▽

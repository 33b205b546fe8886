use std::io::Write;

use clap::{App, Arg, ArgMatches};
use itertools::Itertools;
use slog::{info, o, Drain, Logger};
use slog_term::{FullFormat, TermDecorator};

use sim88::{
    asm::{self, metadata},
    emulator::{ControlSignal, DevicesConfiguration, MemoryFill, Simulator},
    error::SimulatorError,
    program::Symbol,
};

enum Error {
    Assembly,
    Execution(SimulatorError),
    IO(std::io::Error),
}

impl From<std::io::Error> for Error {
    fn from(e: std::io::Error) -> Error {
        Error::IO(e)
    }
}

impl From<SimulatorError> for Error {
    fn from(e: SimulatorError) -> Error {
        Error::Execution(e)
    }
}

fn parse_arguments() -> ArgMatches<'static> {
    App::new("sim88run")
        .version(env!("CARGO_PKG_VERSION"))
        .about("Assembles a program for the course machine and runs it to completion")
        .arg(
            Arg::with_name("source")
                .help("File containing assembly source")
                .value_name("SOURCE")
                .required(true)
                .index(1),
        )
        .arg(
            Arg::with_name("verbose")
                .help("Enables verbose logging")
                .long("verbose")
                .short("v"),
        )
        .arg(
            Arg::with_name("steps")
                .help("Maximum number of instructions to execute")
                .long("steps")
                .takes_value(true)
                .default_value("100000"),
        )
        .arg(
            Arg::with_name("fill")
                .help("Contents of the memory cells the program leaves unassigned")
                .long("fill")
                .takes_value(true)
                .possible_values(&["zero", "randomize", "keep-previous"])
                .default_value("zero"),
        )
        .arg(
            Arg::with_name("devices")
                .help("Overrides the ;;devices= comment of the source file")
                .long("devices")
                .takes_value(true)
                .possible_values(&["switches-and-leds", "printer-pio", "printer-handshake"]),
        )
        .get_matches()
}

fn main() {
    let args = parse_arguments();

    match run(&args) {
        Ok(()) => (),
        Err(Error::Assembly) => std::process::exit(1),
        Err(Error::Execution(error)) => {
            eprintln!("Execution error: {}", error);
            std::process::exit(1);
        }
        Err(Error::IO(io)) => {
            eprintln!("IO error: {}", io);
            std::process::exit(1);
        }
    }
}

fn run(args: &ArgMatches) -> Result<(), Error> {
    let file_path = args.value_of("source").unwrap();
    let source = std::fs::read_to_string(file_path)?;

    let logger = if args.is_present("verbose") {
        let decorator = TermDecorator::new().build();
        let drain = FullFormat::new(decorator).build().fuse();
        let drain = slog_async::Async::new(drain).build().fuse();
        Some(Logger::root(drain, o!()))
    } else {
        None
    };

    let program = match asm::assemble_with_logger(&source, logger.clone()) {
        Ok(program) => program,
        Err(errors) => {
            for error in &errors {
                eprintln!("{}", error.verbose(&source));
            }
            return Err(Error::Assembly);
        }
    };

    let configuration = match args.value_of("devices") {
        Some(name) => name.parse::<DevicesConfiguration>().ok(),
        None => metadata::extract(&source)
            .get("devices")
            .and_then(|value| value.as_text())
            .and_then(|name| name.parse::<DevicesConfiguration>().ok()),
    }
    .unwrap_or(DevicesConfiguration::SwitchesAndLeds);

    let fill = match args.value_of("fill").unwrap() {
        "randomize" => MemoryFill::Randomize,
        "keep-previous" => MemoryFill::KeepPrevious,
        _ => MemoryFill::Zero,
    };

    let max_steps: u64 = args.value_of("steps").unwrap().parse().unwrap_or(100_000);

    let mut simulator = Simulator::new();
    simulator.load_program(&program, fill, configuration);

    if let Some(ref logger) = logger {
        info!(logger, "program loaded";
            "devices" => configuration.name(),
            "instructions" => program.instructions.len()
        );

        let symbols = program
            .symbols
            .iter()
            .map(|symbol| match symbol {
                Symbol::Instruction { name, address } => format!("{} @ {:04X}h", name, address),
                Symbol::Data { name, address, .. } => format!("{} @ {:04X}h", name, address),
                Symbol::Constant { name, value } => format!("{} = {}", name, value),
            })
            .join(", ");

        if !symbols.is_empty() {
            info!(logger, "symbols"; "table" => symbols);
        }
    }

    // One instruction per virtual millisecond.
    for now in 1..=max_steps {
        simulator.tick(now);

        match simulator.step()? {
            ControlSignal::Continue => {}
            ControlSignal::Halt => break,
            ControlSignal::StartDebugger => {
                // There is no debugger to hand over to; report and resume.
                if let Some(ref logger) = logger {
                    info!(logger, "breakpoint"; "ip" => simulator.registers().ip);
                }
            }
            ControlSignal::WaitForInput => {
                let character = read_character()?;
                simulator.handle_int6(character)?;
            }
        }
    }

    let text = simulator.console_text();
    if !text.is_empty() {
        println!("{}", text);
    }

    if let Some(ref logger) = logger {
        info!(logger, "finished";
            "halted" => simulator.halted(),
            "ip" => simulator.registers().ip
        );
    }

    Ok(())
}

fn read_character() -> Result<char, Error> {
    print!("? ");
    std::io::stdout().flush()?;

    let mut line = String::new();
    std::io::stdin().read_line(&mut line)?;

    Ok(line.chars().next().unwrap_or('\n'))
}
#[cfg(test)]
mod tests {
    use super::*;
    use crate::commands::flashcards::{self, NewFlashcard};
    use crate::commands::{import, ordering, status};
    use crate::model::CardStatus;
    use crate::store::memory::fixtures::StoreFixture;
    use crate::store::memory::InMemoryStore;

    const M: CardStatus = CardStatus::Mastered;
    const N: CardStatus = CardStatus::New;

    fn setup(cards: &[(&str, CardStatus)]) -> (InMemoryStore, TopicSession) {
        let mut store = StoreFixture::new()
            .with_space("s", "", 0)
            .with_topic("t", "s")
            .with_cards("t", cards)
            .build();
        let session = TopicSession::new(flashcards::load(&mut store, "t").unwrap());
        (store, session)
    }

    fn ids(cards: &[Flashcard]) -> Vec<&str> {
        cards.iter().map(|c| c.id.as_str()).collect()
    }

    fn current_id(session: &TopicSession) -> Option<String> {
        session.current_card().map(|c| c.id.clone())
    }

    #[test]
    fn learning_walks_visible_cards_and_wraps() {
        let (_, mut session) = setup(&[("a", N), ("b", M), ("c", N)]);
        session.set_filter(Some(StatusFilter(N)));

        assert_eq!(session.start_learning().map(|c| c.id.clone()), Some("a".into()));
        assert!(!session.answer_shown());
        session.reveal_answer();
        assert!(session.answer_shown());

        assert_eq!(session.next_card().map(|c| c.id.clone()), Some("c".into()));
        assert!(!session.answer_shown());
        assert_eq!(session.next_card().map(|c| c.id.clone()), Some("a".into()));

        session.stop_learning();
        assert_eq!(session.mode(), &Mode::Browsing);
    }

    #[test]
    fn learning_needs_a_visible_card() {
        let (_, mut session) = setup(&[("a", N)]);
        session.set_filter(Some(StatusFilter(M)));
        assert!(session.start_learning().is_none());
        assert_eq!(session.mode(), &Mode::Browsing);
    }

    #[test]
    fn edit_from_learning_restores_position() {
        let (mut store, mut session) = setup(&[("a", N), ("b", N)]);
        session.start_learning();
        session.next_card();
        session.reveal_answer();

        session.begin_edit(Some("b")).unwrap();
        assert!(matches!(session.mode(), Mode::Editing { resume: Some(_), .. }));

        let change = flashcards::edit(&mut store, "t", "b", NewFlashcard::plain("B?", "B!")).unwrap();
        session.finish_edit(change);
        assert_eq!(
            session.mode(),
            &Mode::Learning(LearningPosition {
                card_id: "b".into(),
                answer_shown: true
            })
        );
        assert_eq!(session.current_card().unwrap().question, "B?");
    }

    #[test]
    fn cancelled_edit_from_browsing_returns_to_browsing() {
        let (_, mut session) = setup(&[("a", N)]);
        session.begin_edit(None).unwrap();
        assert!(session.begin_edit(None).is_err());
        session.cancel_edit();
        assert_eq!(session.mode(), &Mode::Browsing);
        assert!(session.begin_edit(Some("ghost")).unwrap_err().is_not_found());
    }

    #[test]
    fn created_card_is_appended() {
        let (mut store, mut session) = setup(&[("a", M)]);
        session.begin_edit(None).unwrap();
        let change = flashcards::create(&mut store, "t", NewFlashcard::plain("Q", "A")).unwrap();
        session.finish_edit(change);

        assert_eq!(session.cards().len(), 2);
        assert_eq!(session.cards()[1].id_order, 2);
        assert_eq!(session.topic().success_average, Some(2.5));
    }

    #[test]
    fn filtered_reorder_mirrors_full_sequence() {
        let (mut store, mut session) =
            setup(&[("M1", M), ("N1", N), ("M2", M), ("N2", N), ("M3", M)]);
        session.set_filter(Some(StatusFilter(M)));

        let outcome = ordering::move_card(&mut store, "t", session.filter(), 2, 0).unwrap();
        session.apply_reorder(&outcome);
        assert_eq!(ids(session.cards()), vec!["M3", "M1", "N1", "M2", "N2"]);
        let orders: Vec<i64> = session.cards().iter().map(|c| c.id_order).collect();
        assert_eq!(orders, vec![1, 2, 3, 4, 5]);
    }

    #[test]
    fn failed_order_writes_keep_old_values() {
        let (mut store, mut session) = setup(&[("a", N), ("b", N), ("c", N)]);
        store.backend().fail_writes_for("c");

        let outcome = ordering::move_card(&mut store, "t", None, 2, 0).unwrap();
        session.apply_reorder(&outcome);
        assert_eq!(ids(session.cards()), vec!["c", "a", "b"]);
        let orders: Vec<i64> = session.cards().iter().map(|c| c.id_order).collect();
        assert_eq!(orders, vec![3, 2, 3]);
    }

    #[test]
    fn deleting_current_learning_card_moves_on() {
        let (mut store, mut session) = setup(&[("a", N), ("b", N), ("c", N)]);
        session.start_learning();
        session.next_card();
        assert_eq!(current_id(&session), Some("b".into()));

        let removal = flashcards::delete(&mut store, "t", "b").unwrap();
        session.apply_deleted(&removal);
        assert_eq!(current_id(&session), Some("c".into()));
        assert_eq!(ids(session.cards()), vec!["a", "c"]);
        let orders: Vec<i64> = session.cards().iter().map(|c| c.id_order).collect();
        assert_eq!(orders, vec![1, 2]);
    }

    #[test]
    fn deleting_only_card_stops_learning() {
        let (mut store, mut session) = setup(&[("a", N)]);
        session.start_learning();
        let removal = flashcards::delete(&mut store, "t", "a").unwrap();
        session.apply_deleted(&removal);
        assert_eq!(session.mode(), &Mode::Browsing);
        assert_eq!(session.topic().success_average, Some(0.0));
    }

    #[test]
    fn status_change_can_hide_current_card() {
        let (mut store, mut session) = setup(&[("a", N), ("b", N)]);
        session.set_filter(Some(StatusFilter(N)));
        session.start_learning();

        let change = status::set_card_status(&mut store, "t", "a", M).unwrap();
        session.apply_status(change);
        assert_eq!(current_id(&session), Some("b".into()));
        assert_eq!(session.topic().success_average, Some(2.5));
    }

    #[test]
    fn import_appends_created_cards() {
        let (mut store, mut session) = setup(&[("a", N)]);
        let outcome = import::run(
            &mut store,
            "t",
            r#"{"cards": [{"question": "Q", "answer": "A", "status": 4}]}"#,
        )
        .unwrap();
        session.apply_import(&outcome);
        assert_eq!(session.cards().len(), 2);
        assert_eq!(session.topic().success_average, Some(2.5));
    }

    #[test]
    fn hiding_current_card_moves_to_the_following_one() {
        let (mut store, mut session) = setup(&[("m1", M), ("m2", M), ("m3", M)]);
        session.set_filter(Some(StatusFilter(M)));
        session.start_learning();
        session.next_card();
        assert_eq!(current_id(&session), Some("m2".into()));

        let change = status::set_card_status(&mut store, "t", "m2", N).unwrap();
        session.apply_status(change);
        assert_eq!(current_id(&session), Some("m3".into()));
        assert!(!session.answer_shown());

        // The last visible card wraps to the first.
        let change = status::set_card_status(&mut store, "t", "m3", N).unwrap();
        session.apply_status(change);
        assert_eq!(current_id(&session), Some("m1".into()));

        let change = status::set_card_status(&mut store, "t", "m1", N).unwrap();
        session.apply_status(change);
        assert_eq!(session.mode(), &Mode::Browsing);
    }

    #[test]
    fn import_with_explicit_order_keeps_display_order() {
        let (mut store, mut session) = setup(&[("a", N), ("b", N)]);
        let outcome = import::run(
            &mut store,
            "t",
            r#"{"cards": [{"question": "Q", "answer": "A", "idOrder": 1}]}"#,
        )
        .unwrap();
        session.apply_import(&outcome);

        let stored = ordering::ordered_cards(&store, "t").unwrap();
        assert_eq!(ids(session.cards()), ids(&stored));
        let orders: Vec<i64> = session.cards().iter().map(|c| c.id_order).collect();
        assert_eq!(orders, vec![1, 1, 2]);
    }

    #[test]
    fn closed_session_ignores_late_outcomes() {
        let (mut store, mut session) = setup(&[("a", N)]);
        let change = flashcards::create(&mut store, "t", NewFlashcard::plain("Q", "A")).unwrap();
        session.close();

        session.apply_card_change(change);
        session.apply_average(3.0);
        assert!(session.is_closed());
        assert_eq!(session.cards().len(), 1);
        assert_eq!(session.topic().success_average, None);
    }
}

△

- [What you will do]: In the entries above, find each line with the word "Execution" and copy it.

- [Response for this exercise]:
    Execution(SimulatorError),
        Error::Execution(e)
        Err(Error::Execution(error)) => {
            eprintln!("Execution error: {}", error);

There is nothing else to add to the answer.